Ich möchte auch hier, was ich gerne mache, Stimmen aus der Populärmusik zu Wort kommen lassen. Die Incredible String Band hat zum Thema nämlich was passendes gesungen:

I am the question that cannot be answered,
I am the lover that cannot be lost,
Yet small are the gifts of my servant the soldier,
For time is my offspring, pray, what is my name?

My name is Death, cannot you see?
All life must turn to me;
Oh cannot you see?
And you must come with me,

„I’ll give you gold and jewels rare,
And all my wealth in store.
All pleasures fair,
if I may live but a few short years more.“
Oh lady, lay your jewels aside,
No more to glory in your pride.
Tarrying here there is no way,
Your time has come that you must away,
And you must come to clay.

Und Randy Newman:  „You know it´s a lie, it will always be a lie / the invention of an animal who knows he´s going to die“

5 Antworten zu “Tod und so

  1. Ein bisschen Panikattacken und Buddhismus kommen auch hier vor…enjoy!

    😀

  2. Seh ich genauso. Ich bin Agnostikerin aus Überzeugung, denn ich weiß, dass ich nichts weiß. Obwohl ich ein sehr wissenschaftsbegeisterter Mensch bin denke ich nicht, dass wir diese letzten Fragen je lösen können. Irgendein Quantenphysiker hat auf die Frage, ob die menschliche Intelligenz das Universum vom ganz Großen bis ins ganz Kleine je verstehen wird mal gesagt: „Meine Katze ist auch intelligent, aber ich werde ihr nie die Relativitätstheorie erklären können.“

    Its not for us to know.

  3. Ich war mit derartigen Fragen und Gedanken (und Ängsten) natürlich auch konfrontiert – mehrfach! Man muss sich auseinandersetzen oder distanzieren, also verdrängen. Jedem das seine.

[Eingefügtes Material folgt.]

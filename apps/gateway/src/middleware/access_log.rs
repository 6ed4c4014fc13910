use std::future::{ready, Ready};
use std::time::Instant;

use actix_web::dev::{forward_ready, Service, ServiceRequest, ServiceResponse, Transform};
use actix_web::Error;
use futures_util::future::LocalBoxFuture;
use tracing::{info, warn};

/// One log line per completed request: method, path, status, latency.
pub struct AccessLog;

impl<S, B> Transform<S, ServiceRequest> for AccessLog
where
    S: Service<ServiceRequest, Response = ServiceResponse<B>, Error = Error>,
    S::Future: 'static,
    B: 'static,
{
    type Response = ServiceResponse<B>;
    type Error = Error;
    type InitError = ();
    type Transform = AccessLogMiddleware<S>;
    type Future = Ready<Result<Self::Transform, Self::InitError>>;

    fn new_transform(&self, service: S) -> Self::Future {
        ready(Ok(AccessLogMiddleware { service }))
    }
}

pub struct AccessLogMiddleware<S> {
    service: S,
}

impl<S, B> Service<ServiceRequest> for AccessLogMiddleware<S>
where
    S: Service<ServiceRequest, Response = ServiceResponse<B>, Error = Error>,
    S::Future: 'static,
    B: 'static,
{
    type Response = ServiceResponse<B>;
    type Error = Error;
    type Future = LocalBoxFuture<'static, Result<Self::Response, Self::Error>>;

    forward_ready!(service);

    fn call(&self, req: ServiceRequest) -> Self::Future {
        let start = Instant::now();
        let method = req.method().to_string();
        let path = req.path().to_string();

        let fut = self.service.call(req);

        Box::pin(async move {
            let result = fut.await;
            let status = match &result {
                Ok(res) => res.status(),
                Err(err) => err.as_response_error().status_code(),
            };
            let elapsed_ms = start.elapsed().as_millis() as u64;

            if status.is_success() {
                info!(%method, %path, status = status.as_u16(), elapsed_ms, "request completed");
            } else {
                warn!(%method, %path, status = status.as_u16(), elapsed_ms, "request completed");
            }

            result
        })
    }
}
//! Business handlers wired into the route registry. Authorization is
//! enforced by the dispatcher composition, never inside a handler.

mod health;
mod profile;

pub use health::health;
pub use profile::user_profile;
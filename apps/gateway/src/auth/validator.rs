use async_trait::async_trait;

use crate::error::AppError;

/// A trust-establishment strategy: given the acting user and the raw
/// authorization header value, allow the request or deny it with the error
/// that becomes the client-visible response.
///
/// Two variants ship with the gateway: `LocalValidator` (cryptographic
/// verification against a shared secret) and `RemoteValidator` (delegated
/// check against the identity service). Route composition is written against
/// this trait so tests can substitute a fake.
#[async_trait]
pub trait TokenValidator: Send + Sync {
    async fn validate(&self, user_id: &str, bearer_token: &str) -> Result<(), AppError>;
}
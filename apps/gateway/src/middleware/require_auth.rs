//! Authentication gate for protected routes.
//!
//! Interposes a `TokenValidator` between the router and the business
//! handler. On denial the chain is terminated with the validator's error and
//! the handler never runs; on success the handler's response passes through
//! unmodified. No claims are attached to the request: this middleware only
//! gates access.

use std::sync::Arc;

use actix_web::dev::{forward_ready, Service, ServiceRequest, ServiceResponse, Transform};
use actix_web::http::header;
use actix_web::Error;
use futures_util::future::{ready, LocalBoxFuture, Ready};
use tracing::warn;

use crate::auth::validator::TokenValidator;
use crate::error::AppError;

pub struct RequireAuth {
    validator: Arc<dyn TokenValidator>,
}

impl RequireAuth {
    pub fn new(validator: Arc<dyn TokenValidator>) -> Self {
        Self { validator }
    }
}

impl<S, B> Transform<S, ServiceRequest> for RequireAuth
where
    S: Service<ServiceRequest, Response = ServiceResponse<B>, Error = Error>,
    S::Future: 'static,
    B: 'static,
{
    type Response = ServiceResponse<B>;
    type Error = Error;
    type InitError = ();
    type Transform = RequireAuthMiddleware<S>;
    type Future = Ready<Result<Self::Transform, Self::InitError>>;

    fn new_transform(&self, service: S) -> Self::Future {
        ready(Ok(RequireAuthMiddleware {
            service,
            validator: Arc::clone(&self.validator),
        }))
    }
}

pub struct RequireAuthMiddleware<S> {
    service: S,
    validator: Arc<dyn TokenValidator>,
}

impl<S, B> Service<ServiceRequest> for RequireAuthMiddleware<S>
where
    S: Service<ServiceRequest, Response = ServiceResponse<B>, Error = Error>,
    S::Future: 'static,
    B: 'static,
{
    type Response = ServiceResponse<B>;
    type Error = Error;
    type Future = LocalBoxFuture<'static, Result<Self::Response, Self::Error>>;

    forward_ready!(service);

    fn call(&self, req: ServiceRequest) -> Self::Future {
        let user_id = req.match_info().get("userID").map(str::to_owned);
        let bearer = req
            .headers()
            .get(header::AUTHORIZATION)
            .and_then(|value| value.to_str().ok())
            .map(str::to_owned)
            .unwrap_or_default();

        // Structurally invalid requests are refused here, before any
        // network traffic towards the identity service.
        let user_id = match user_id {
            Some(user_id) if !bearer.is_empty() => user_id,
            _ => {
                warn!(path = %req.path(), "request carried no authentication token");
                return Box::pin(async { Err(AppError::token_not_found().into()) });
            }
        };

        let validator = Arc::clone(&self.validator);
        // The downstream future is created eagerly but only polled after the
        // validator allows the request; on denial the handler never runs.
        let fut = self.service.call(req);
        Box::pin(async move {
            validator.validate(&user_id, &bearer).await?;
            fut.await
        })
    }
}
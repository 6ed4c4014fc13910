pub mod access_log;
pub mod require_auth;

pub use access_log::AccessLog;
pub use require_auth::RequireAuth;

    Ich habe schon eine gute Vorstellung vom Sterben, war drei Mal im letzten Jahr knapp dabei. Organversagen fühlt sich nicht gut an. Tumoranämie aberl lässt einen einfach einschlafen. Fühlt sich gut an…

    Verstehen kann man es nie. Intelligent oder nicht. Aber Fragen stellen darf und sollte man. Auch, wenn man keine Antworten hat oder erhält.

  4. Gute Genesung wünsche ich, sofern das geht.